Three weeks ago I had to take an entire week off of school to take my husband and help him through his first week of chemotherapy.  As of today, he has completed his first three-week cycle and on Monday, begins the second cycle of three...and so far he's doing well.  Students were finishing up their ceramic projects and would be finished while I was gone, so I had to come up with a project that would be easy for a non-art substitute to handle.  I decided on zentangles, so I pulled out my zentangle packet from my elective class and I edited it a little to include a project outline and rubric for this project...something I'd like to call Zentangled Masters Parodies.

Students started the brief unit in the note packet I had left for them by practicing value scales, taking the notes on what all of the parts of a zentangle were, and then had to look through art books to choose a famous artwork to recreate in zentangles.  Essentially, the frame of the zentangle came from the border of the drawing.  The "string" of the zentangle was the drawing of the famous painting itself.  For the most part, the students actually really liked this project.  I have to say that it's a good way to review the elements and principles of art, so I think that I may revamp my first unit packet and take out some of the "boring" "What is Art?" notes and replace them with the zentangle notes.  

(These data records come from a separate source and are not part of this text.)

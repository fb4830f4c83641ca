// Copyright (c) 2025 Kirky.X
//
// Licensed under the MIT License
// See LICENSE file in the project root for full license information.

use sea_orm_migration::prelude::*;

#[derive(DeriveMigrationName)]
pub struct Migration;

#[async_trait::async_trait]
impl MigrationTrait for Migration {
    async fn up(&self, manager: &SchemaManager) -> Result<(), DbErr> {
        manager
            .create_index(
                Index::create()
                    .name("idx_ingestion_records_uuid")
                    .table(IngestionRecords::Table)
                    .col(IngestionRecords::Uuid)
                    .to_owned(),
            )
            .await?;

        manager
            .create_index(
                Index::create()
                    .name("idx_ingestion_records_ingested_date")
                    .table(IngestionRecords::Table)
                    .col(IngestionRecords::IngestedDate)
                    .to_owned(),
            )
            .await
    }

    async fn down(&self, manager: &SchemaManager) -> Result<(), DbErr> {
        manager
            .drop_index(
                Index::drop()
                    .name("idx_ingestion_records_ingested_date")
                    .table(IngestionRecords::Table)
                    .to_owned(),
            )
            .await?;

        manager
            .drop_index(
                Index::drop()
                    .name("idx_ingestion_records_uuid")
                    .table(IngestionRecords::Table)
                    .to_owned(),
            )
            .await
    }
}

#[derive(DeriveIden)]
enum IngestionRecords {
    Table,
    Uuid,
    IngestedDate,
}
mod config;

pub use self::config::{IndexerSettings, PoolSettings, PostgresSettings, PricingSettings, Settings};
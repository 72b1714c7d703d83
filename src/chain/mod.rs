//! Contract reads needed by the indexer.
//!
//! Pool contracts expose no length accessor for their token arrays, so token
//! discovery probes indices until a call fails. Reads used that way are
//! *probes*: they return `Ok(None)` when the contract refused the call
//! (revert, empty or undecodable return data) and reserve `Err` for
//! transport trouble (connection errors, rate limits, timeouts), which must
//! not be mistaken for the end of an array. Every other read is *required*
//! and fails the event when it cannot be served.

use std::future::Future;

use alloy::primitives::{Address, U256};
use anyhow::Result;

mod rpc;

pub use rpc::RpcReader;

/// Fee fields of a pool's swap storage.
#[derive(Debug, Clone, PartialEq, Eq)]
pub struct SwapStorage {
    pub swap_fee: U256,
    pub admin_fee: U256,
    pub lp_token: Address,
}

/// Whatever an ERC20 answered; missing fields fall back at the caller.
#[derive(Debug, Clone, Default, PartialEq, Eq)]
pub struct TokenMetadata {
    pub symbol: Option<String>,
    pub name: Option<String>,
    pub decimals: Option<u8>,
}

pub trait ChainReader: Send + Sync {
    // ---------------- probes ----------------

    /// `getToken(index)` on a plain or meta pool.
    fn get_token(
        &self,
        pool: Address,
        index: u8,
    ) -> impl Future<Output = Result<Option<Address>>> + Send;

    /// `getTokenBalance(index)` on a plain or meta pool.
    fn get_token_balance(
        &self,
        pool: Address,
        index: u8,
    ) -> impl Future<Output = Result<Option<U256>>> + Send;

    /// `UNDERLYING_COINS(index)` on a deposit wrapper.
    fn underlying_coin(
        &self,
        wrapper: Address,
        index: u64,
    ) -> impl Future<Output = Result<Option<Address>>> + Send;

    /// ERC20 `balanceOf(owner)`.
    fn balance_of(
        &self,
        token: Address,
        owner: Address,
    ) -> impl Future<Output = Result<Option<U256>>> + Send;

    /// ERC20 `decimals()`, `symbol()`, `name()`. Never fails.
    fn token_metadata(&self, token: Address) -> impl Future<Output = TokenMetadata> + Send;

    // ---------------- required ----------------

    fn get_a(&self, pool: Address) -> impl Future<Output = Result<U256>> + Send;

    fn swap_storage(&self, pool: Address) -> impl Future<Output = Result<SwapStorage>> + Send;

    fn virtual_price(&self, pool: Address) -> impl Future<Output = Result<U256>> + Send;

    /// `owner()`; served by pools and wrappers alike.
    fn owner(&self, contract: Address) -> impl Future<Output = Result<Address>> + Send;

    /// Base pool linked from a meta pool's `metaSwapStorage()`.
    fn meta_swap_base(&self, pool: Address) -> impl Future<Output = Result<Address>> + Send;

    /// `BASE_POOL()` on a deposit wrapper.
    fn base_pool(&self, wrapper: Address) -> impl Future<Output = Result<Address>> + Send;

    /// `priceOracle()` on a deposit wrapper.
    fn price_oracle(&self, wrapper: Address) -> impl Future<Output = Result<U256>> + Send;

    /// `META_LPTOKEN()` on a deposit wrapper.
    fn meta_lp_token(&self, wrapper: Address) -> impl Future<Output = Result<Address>> + Send;
}
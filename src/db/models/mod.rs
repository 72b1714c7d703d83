mod checkpoint;
mod lock;
mod pool;
mod records;
mod system;
mod token;
mod volume;

pub use checkpoint::SyncCheckpoint;
pub use lock::{Lock, LockSystemInfo};
pub use pool::{Pool, PoolShape};
pub use records::{LiquidityAction, LiquidityEvent, ParameterChange, PoolParameter, TokenExchange};
pub use system::SystemInfo;
pub use token::Token;
pub use volume::{
    Daily, DailyTvl, DailyVolume, Hourly, HourlyVolume, VolumeBucket, VolumeWindow, Weekly,
    WeeklyVolume,
};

In the future, I will use this project to help reiterate to students the principles of art...mostly unity/harmony, variety and movement in their drawings.  Many students noted in their reflections that the zentangles made the original paintings seem more alive and fun.  

This example is my zentangled parody.



I wish these two students would have incorporated a little more of the original colors into their zentangles.  I do think the one on the left, despite how simple, was pretty successful with their zentangle choices!



This one is amazing!  I really had almost no constructive criticism...and the few points that I was going to point out, the student had already reflected upon in her evaluation of her artwork! 







These two students both used Van Gogh's Bedroom as their inspiration.  I'm not sure why they didn't each use the entire painting in their drawing, but after I came back from being out of school for a week and realized what they had done, I tried to convince them to use similar zentangles and colors in their drawings...but they didn't go for it!

And of course, a Kandinsky recreation...

I wanted to also note that I have received a lot of e-mail requests for my zentangle packets and projects.  I have shared my original zentangle packet, the packet I used for this project, and the other two zentangle projects (the found object and the font project), together in one place on the SmARTteacher website.